Bondo Kapumbu, Si “Anak” Baru Dari Sumba

 

Pelataran kampung adat Bondo Kapumbu

Pelataran kampung adat Bondo Kapumbu

Pria-pria itu mengernyitkan dahi ketika melihat mobil yang kami tumpangi memasuki jalan setapak di depan kampung Bondo Kapumbu. Tatapan menyelidik mengikuti pergerakan mobil, seolah-olah mereka belum pernah dikunjungi oleh orang asing. Tetiba seorang pria muncul dari halaman depan kampung, berjalan menuju mobil kami dengan tangan memegang gagang parang yang terselip di pinggang, tanda siaga satu. Kami pun terdiam. Tegang. Berharap sang supir yang sedang bekerja mengendarai mobil supaya baik jalannya ini berinisiatif untuk menjelaskan maksud kedatangan kami. Akhirnya salah seorang dari kami memberanikan diri membuka jendela mobil.

“Permisi Pak, betul ini kampung Bondo Kapumbu?”

“Iya betul,” jawab sang pria, masih sambil memegang gagang parang.

“Kami mau berkunjung boleh?”

“Oh silahkan.”

Fiuh. Sang supir membelokkan mobil masuk ke pelataran kampung. Kami pun turun, dan kemudian dibawa masuk ke dalam kampung menuju salah satu rumah. Rumah tradisional khas Sumba, menggunakan bambu sebagai alas dan alang-alang sebagai atap. Serombongan orang menyambut kami di rumah tersebut. “Halo.” Salah satu warga menyapa kami. Badannya kurus, dengan tinggi rata-rata ukuran orang Indonesia dan kulit berwarna gelap. Melihat dari perawakannya, kami kira umurnya tidak berbeda jauh dengan kami. Namanya Alex, yang belakangan kami ketahui ternyata adalah seorang guru SD di salah satu sekolah di kabupaten Sumba Barat Daya.

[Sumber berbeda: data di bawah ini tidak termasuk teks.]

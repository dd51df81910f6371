//! Terminal UI components.
//!
//! This module contains all UI-related code including:
//! - [`layout`]: Row layout of blocks in the document pane
//! - [`viewport`]: Scroll position and visible range management
//! - [`style`]: Themes and colors

pub mod layout;
pub mod style;
pub mod viewport;

mod overlays;
mod render;
mod status;

pub use overlays::{help_max_scroll, menu_content_top, menu_rect};
pub use render::{column_left, render};

#[cfg(test)]
mod tests;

Setelah dipersilahkan, kami duduk di teras rumah tersebut. “Selamat datang di kampung Bondo Kapumbu,” kata Pak Alex mengawali obrolan kami. Pak Alex menanyakan dari mana kami mengetahui kampung ini. Kami menjelaskan bahwa kami datang berkunjung dari Jakarta dan mengetahui kampung ini dari penjaga resort tempat kami menginap. Ternyata, kampung adat Bondo Kapumbu ini baru akan dijadikan kampung wisata oleh pemerintah setempat setelah pertengahan tahun 2014. Pantas saja namanya belum se-terkenal kampung adat Ratenggaro ataupun kampung adat Tarung yang biasa masuk itinerary traveling di Sumba. Kami pun mengobrol sambil sesekali melihat suasana kampung. Terlihat banyak kuburan batu yang tersebar di halaman kampung ini. Memang kuburan batu ini adalah salah satu budaya warisan leluhur yang masih mereka pertahankan hingga sekarang.

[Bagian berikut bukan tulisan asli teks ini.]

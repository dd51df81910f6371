use crate::config::SettingsField;
use crate::document::{BlockId, NEW_BLOCK_TEXT, Neighbor};
use crate::editor::{Direction, EnterAction, IndentDirection, keys};

use super::menu::{MENU_ITEMS, MenuState};
use super::model::{Model, PathPrompt, PromptKind, ToastLevel};

/// All possible events and actions in the application.
#[derive(Debug, Clone, PartialEq, Eq)]
pub enum Message {
    // Block selection
    /// Select the block above the current one
    SelectPrevious,
    /// Select the block below the current one
    SelectNext,
    /// Scroll up by n rows
    ScrollUp(usize),
    /// Scroll down by n rows
    ScrollDown(usize),
    PageUp,
    PageDown,
    GoToTop,
    GoToBottom,

    // Block lifecycle
    /// Put the selected block into edit mode
    EditSelected,
    /// Put a clicked block into edit mode
    ClickBlock(BlockId),
    /// Commit the working copy and leave edit mode
    StopEditing,
    /// Remove the selected block
    DeleteSelected,
    /// Append a "New block" block
    AddBlock,

    // Editor
    EditorInsertChar(char),
    EditorDeleteBack,
    EditorDeleteForward,
    /// Move the caret; `true` extends the selection
    EditorMoveCursor(Direction, bool),
    EditorMoveHome(bool),
    EditorMoveEnd(bool),
    EditorMoveWordLeft(bool),
    EditorMoveWordRight(bool),
    EditorMoveToStart(bool),
    EditorMoveToEnd(bool),
    EditorSelectAll,
    /// Tab (`false`) or Shift+Tab (`true`) over the touched list lines
    EditorTab(bool),
    /// Enter (`false`) or Shift+Enter (`true`)
    EditorEnter(bool),

    // Insertion menu
    OpenMenu,
    MenuUp,
    MenuDown,
    /// Append the template at this catalogue index
    MenuChoose(usize),
    CloseMenu,

    // Settings
    ToggleSettings,
    SettingsUp,
    SettingsDown,
    /// Step the highlighted setting forward (`true`) or back
    SettingsAdjust(bool),

    // Files
    StartOpen,
    StartSave,
    /// Replace the prompt input
    PromptInput(String),
    /// Run the prompt; the file I/O happens as a side effect
    PromptSubmit,
    PromptCancel,

    // Application
    ToggleHelp,
    HideHelp,
    HelpScrollUp,
    HelpScrollDown,
    Resize(u16, u16),
    Quit,
}

/// Pure state transition.
#[allow(clippy::too_many_lines)]
pub fn update(mut model: Model, msg: Message) -> Model {
    if !matches!(msg, Message::Quit) {
        model.quit_confirmed = false;
    }
    if !matches!(msg, Message::StartOpen) {
        model.open_confirmed = false;
    }

    let mut follow_focus = true;
    match msg {
        // Block selection
        Message::SelectPrevious => model.select_neighbor(Neighbor::Previous),
        Message::SelectNext => model.select_neighbor(Neighbor::Next),
        Message::ScrollUp(n) => {
            model.viewport.scroll_up(n);
            follow_focus = false;
        }
        Message::ScrollDown(n) => {
            model.viewport.scroll_down(n);
            follow_focus = false;
        }
        Message::PageUp => {
            model.viewport.page_up();
            follow_focus = false;
        }
        Message::PageDown => {
            model.viewport.page_down();
            follow_focus = false;
        }
        Message::GoToTop => {
            model.selected = model.document.id_at(0);
            model.viewport.go_to_top();
        }
        Message::GoToBottom => {
            model.selected = model
                .document
                .len()
                .checked_sub(1)
                .and_then(|idx| model.document.id_at(idx));
            model.viewport.go_to_bottom();
        }

        // Block lifecycle
        Message::EditSelected => {
            if let Some(id) = model.selected {
                model.begin_editing(id);
            }
        }
        Message::ClickBlock(id) => model.begin_editing(id),
        Message::StopEditing => {
            model.commit_active();
        }
        Message::DeleteSelected => {
            if model.editor.is_none() {
                model.delete_selected();
            }
        }
        Message::AddBlock => model.append_block(NEW_BLOCK_TEXT),

        // Editor
        Message::EditorInsertChar(ch) => {
            if let Some(buf) = &mut model.editor {
                buf.insert_char(ch);
            }
        }
        Message::EditorDeleteBack => {
            if let Some(buf) = &mut model.editor {
                buf.delete_back();
            }
        }
        Message::EditorDeleteForward => {
            if let Some(buf) = &mut model.editor {
                buf.delete_forward();
            }
        }
        Message::EditorMoveCursor(direction, extend) => {
            let crossing = model
                .editor
                .as_ref()
                .and_then(|buf| keys::boundary(buf.len_chars(), buf.selection(), direction));
            match crossing {
                Some(neighbor) => model.navigate(neighbor),
                None => {
                    if let Some(buf) = &mut model.editor {
                        buf.move_cursor(direction, extend);
                    }
                }
            }
        }
        Message::EditorMoveHome(extend) => {
            if let Some(buf) = &mut model.editor {
                buf.move_home(extend);
            }
        }
        Message::EditorMoveEnd(extend) => {
            if let Some(buf) = &mut model.editor {
                buf.move_end(extend);
            }
        }
        Message::EditorMoveWordLeft(extend) => {
            if let Some(buf) = &mut model.editor {
                buf.move_word_left(extend);
            }
        }
        Message::EditorMoveWordRight(extend) => {
            if let Some(buf) = &mut model.editor {
                buf.move_word_right(extend);
            }
        }
        Message::EditorMoveToStart(extend) => {
            if let Some(buf) = &mut model.editor {
                buf.move_to_start(extend);
            }
        }
        Message::EditorMoveToEnd(extend) => {
            if let Some(buf) = &mut model.editor {
                buf.move_to_end(extend);
            }
        }
        Message::EditorSelectAll => {
            if let Some(buf) = &mut model.editor {
                buf.select_all();
            }
        }
        Message::EditorTab(shift) => {
            if let Some(buf) = &mut model.editor {
                let result = keys::indent_lines(
                    &buf.text(),
                    buf.selection(),
                    IndentDirection::from_shift(shift),
                );
                buf.replace_all(&result.text, result.selection);
            }
        }
        Message::EditorEnter(shift) => {
            let action = model
                .editor
                .as_ref()
                .map(|buf| keys::enter(&buf.text(), buf.selection(), shift));
            match action {
                Some(
                    EnterAction::ExitList(splice)
                    | EnterAction::ContinueList(splice)
                    | EnterAction::SoftBreak(splice),
                ) => {
                    if let Some(buf) = &mut model.editor {
                        buf.apply_splice(&splice);
                    }
                }
                Some(EnterAction::SplitBlock) => model.split_active(),
                None => {}
            }
        }

        // Insertion menu
        Message::OpenMenu => {
            model.commit_active();
            model.settings_visible = false;
            model.menu = Some(MenuState::default());
        }
        Message::MenuUp => {
            if let Some(menu) = &mut model.menu {
                menu.up();
            }
        }
        Message::MenuDown => {
            if let Some(menu) = &mut model.menu {
                menu.down();
            }
        }
        Message::MenuChoose(index) => {
            if model.menu.take().is_some()
                && let Some(item) = MENU_ITEMS.get(index)
            {
                model.append_block(item.template);
            }
        }
        Message::CloseMenu => {
            model.menu = None;
            follow_focus = false;
        }

        // Settings
        Message::ToggleSettings => {
            model.settings_visible = !model.settings_visible;
            if model.settings_visible {
                model.commit_active();
                model.menu = None;
            }
        }
        Message::SettingsUp => {
            model.settings_row = model.settings_row.saturating_sub(1);
        }
        Message::SettingsDown => {
            model.settings_row = (model.settings_row + 1).min(SettingsField::ALL.len() - 1);
        }
        Message::SettingsAdjust(forward) => {
            let field = model.settings_field();
            model.settings.adjust(field, forward);
        }

        // Files
        Message::StartOpen => {
            model.commit_active();
            if model.has_unsaved_changes() && !model.open_confirmed {
                model.show_toast(
                    ToastLevel::Warning,
                    "Unsaved changes! Press Ctrl+O again to open another file, or Ctrl+S to save",
                );
                model.open_confirmed = true;
            } else {
                model.prompt = Some(PathPrompt {
                    kind: PromptKind::Open,
                    input: String::new(),
                });
            }
        }
        Message::StartSave => {
            model.commit_active();
            let input = model.file_path.as_ref().map_or_else(
                || model.file_name.clone(),
                |path| path.display().to_string(),
            );
            model.prompt = Some(PathPrompt {
                kind: PromptKind::Save,
                input,
            });
        }
        Message::PromptInput(input) => {
            if let Some(prompt) = &mut model.prompt {
                prompt.input = input;
            }
            follow_focus = false;
        }
        Message::PromptSubmit => {
            follow_focus = false;
        }
        Message::PromptCancel => {
            if let Some(prompt) = model.prompt.take() {
                tracing::debug!(kind = ?prompt.kind, "file prompt cancelled");
            }
            follow_focus = false;
        }

        // Application
        Message::ToggleHelp => {
            model.help_visible = !model.help_visible;
            model.help_scroll = 0;
            if model.help_visible {
                model.commit_active();
            }
            follow_focus = false;
        }
        Message::HideHelp => {
            model.help_visible = false;
            model.help_scroll = 0;
            follow_focus = false;
        }
        Message::HelpScrollUp => {
            model.help_scroll = model.help_scroll.saturating_sub(1);
            follow_focus = false;
        }
        Message::HelpScrollDown => {
            // The status bar row sits outside the viewport
            let max = crate::ui::help_max_scroll(
                model.viewport.width(),
                model.viewport.height().saturating_add(1),
            );
            model.help_scroll = (model.help_scroll + 1).min(max);
            follow_focus = false;
        }
        Message::Resize(width, height) => {
            model.viewport.resize(width, height.saturating_sub(1));
        }
        Message::Quit => {
            if model.has_unsaved_changes() && !model.quit_confirmed {
                model.show_toast(
                    ToastLevel::Warning,
                    "Unsaved changes! Press Ctrl+Q again to quit, or Ctrl+S to save",
                );
                model.quit_confirmed = true;
            } else {
                model.should_quit = true;
            }
        }
    }

    model.relayout();
    if follow_focus {
        model.ensure_focus_visible();
    }
    model
}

Kuburan batu di halaman tengah kampung

Kuburan batu di halaman tengah kampung

Tak lama kemudian, seorang wanita keluar dari dalam rumah membawa piring kecil yang terbuat dari kayu. Piring itu berisi buah pinang, buah sirih dan kapur. Pak Alex menjelaskan, sudah menjadi adat istiadat di Sumba untuk menyuguhkan tamu yang berkunjung dengan pinang, sirih dan kapur, meskipun tamu itu sesama warga di kampung yang sama. Pak Alex pun mempersilahkan kami untuk menyantap “kudapan” itu. Akhirnya teman saya yang paling penuh rasa ingin tahu, Gita, mencobanya. Daging buah pinang, sirih, dan kapur dikunyah bersamaan. Lama kelamaan, gigi Gita mulai berwarna merah. Entah reaksi kimia apa yang terjadi antara ketiga benda itu. Semakin lama dikunyah, semakin merah gigi dan mulut Gita. “Biasanya akan terasa pusing bagi yang pertama kali coba,” kata ibu yang membawa piring tadi.

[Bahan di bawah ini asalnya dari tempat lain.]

//! Output of [`render_block`](super::render_block).

/// One terminal row of an idle block.
#[derive(Debug, Clone, PartialEq, Eq)]
pub struct RenderedLine {
    content: String,
    line_type: LineType,
    /// Styled pieces of `content`; empty when the row is unstyled
    spans: Vec<InlineSpan>,
}

impl RenderedLine {
    pub const fn new(content: String, line_type: LineType) -> Self {
        Self::with_spans(content, line_type, Vec::new())
    }

    pub const fn with_spans(content: String, line_type: LineType, spans: Vec<InlineSpan>) -> Self {
        Self {
            content,
            line_type,
            spans,
        }
    }

    /// Plain text of the row, markers included.
    pub fn content(&self) -> &str {
        &self.content
    }

    pub const fn line_type(&self) -> &LineType {
        &self.line_type
    }

    /// Inline spans, or `None` for a row drawn in one style.
    pub fn spans(&self) -> Option<&[InlineSpan]> {
        (!self.spans.is_empty()).then_some(self.spans.as_slice())
    }
}

/// Inline markup active over a span.
#[derive(Debug, Clone, Copy, Default, PartialEq, Eq)]
pub struct InlineStyle {
    pub emphasis: bool,
    pub strong: bool,
    pub code: bool,
    pub strikethrough: bool,
    pub link: bool,
}

#[derive(Debug, Clone, PartialEq, Eq)]
pub struct InlineSpan {
    text: String,
    style: InlineStyle,
}

impl InlineSpan {
    pub const fn new(text: String, style: InlineStyle) -> Self {
        Self { text, style }
    }

    pub fn text(&self) -> &str {
        &self.text
    }

    pub const fn style(&self) -> InlineStyle {
        self.style
    }
}

/// What kind of markdown produced a row; picks the row's base style.
#[derive(Debug, Clone, Copy, PartialEq, Eq)]
pub enum LineType {
    Paragraph,
    /// Level 1-6
    Heading(u8),
    CodeBlock,
    BlockQuote,
    /// Nesting depth, 1 for a top-level list
    ListItem(usize),
    Table,
    HorizontalRule,
    /// Raw HTML, shown verbatim
    Html,
    /// `(empty block)` stand-in
    Placeholder,
    Empty,
}

pub(crate) fn spans_to_string(spans: &[InlineSpan]) -> String {
    spans.iter().map(InlineSpan::text).collect()
}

Ki-ka: kapur, sirih, pinang

Ki-ka: kapur, sirih, pinang

Gigi Gita yang mulai memerah, matching sama topi dan kuteks

Gigi Gita yang mulai memerah, matching sama topi dan kuteks

Sembari Gita mengunyah, kami melanjutkan obrolan kami. Pak Alex menjelaskan bahwa sebagian warga kampung Bondo Kapumbu masih menganut agama Marapu, sedangkan sebagian lainnya sudah menganut agama Nasrani. Pak Alex pun menjelaskan sekilas tentang Marapu. Sama seperti agama lainnya, penganut agama Marapu juga percaya dengan adanya Tuhan. Namun, mereka memiliki cara yang berbeda dalam “berkomunikasi” dengan Tuhan. Setiap kali berdoa atau melakukan ritual, penganut Marapu menggunakan hewan kurban seperti ayam dan babi. Mereka menyembelih hewan kurban itu, kemudian melihat isi perutnya, kalau ayam yang dilihat tali perutnya, kalau babi yang dilihat hatinya. Lalu mereka “membaca” apa yang “tersurat” dari tali perut ayam atau hati babi tersebut. Apa yang ditafsirkan itulah “jawaban” dari Tuhan atas apa yang mereka minta saat berdoa. Tidak sembarang orang yang bisa membaca dan menafsirkan tali perut ayam dan hati babi saat ritual. Pak Alex sendiri pun mengakui hingga saat ini belum bisa dan masih mencoba belajar.

Pak Alex lanjut menjelaskan struktur rumah adat Sumba. Rumah adat Sumba berbentuk seperti rumah panggung, mirip dengan beberapa jenis rumah adat daerah lainnya di Indonesia, misalnya Toraja. Alas dan pondasi rumah terbuat dari bambu. Bagian bawah rumah berfungsi sebagai kandang hewan ternak si pemilik rumah, bagian tengah merupakan area tempat tinggal, sedangkan bagian atas berfungsi sebagai area penyimpanan. Umumnya yang disimpan di bagian atas adalah benda-benda keramat yang terkadang digunakan dalam upacara adat tertentu dan juga bahan makanan hasil panen.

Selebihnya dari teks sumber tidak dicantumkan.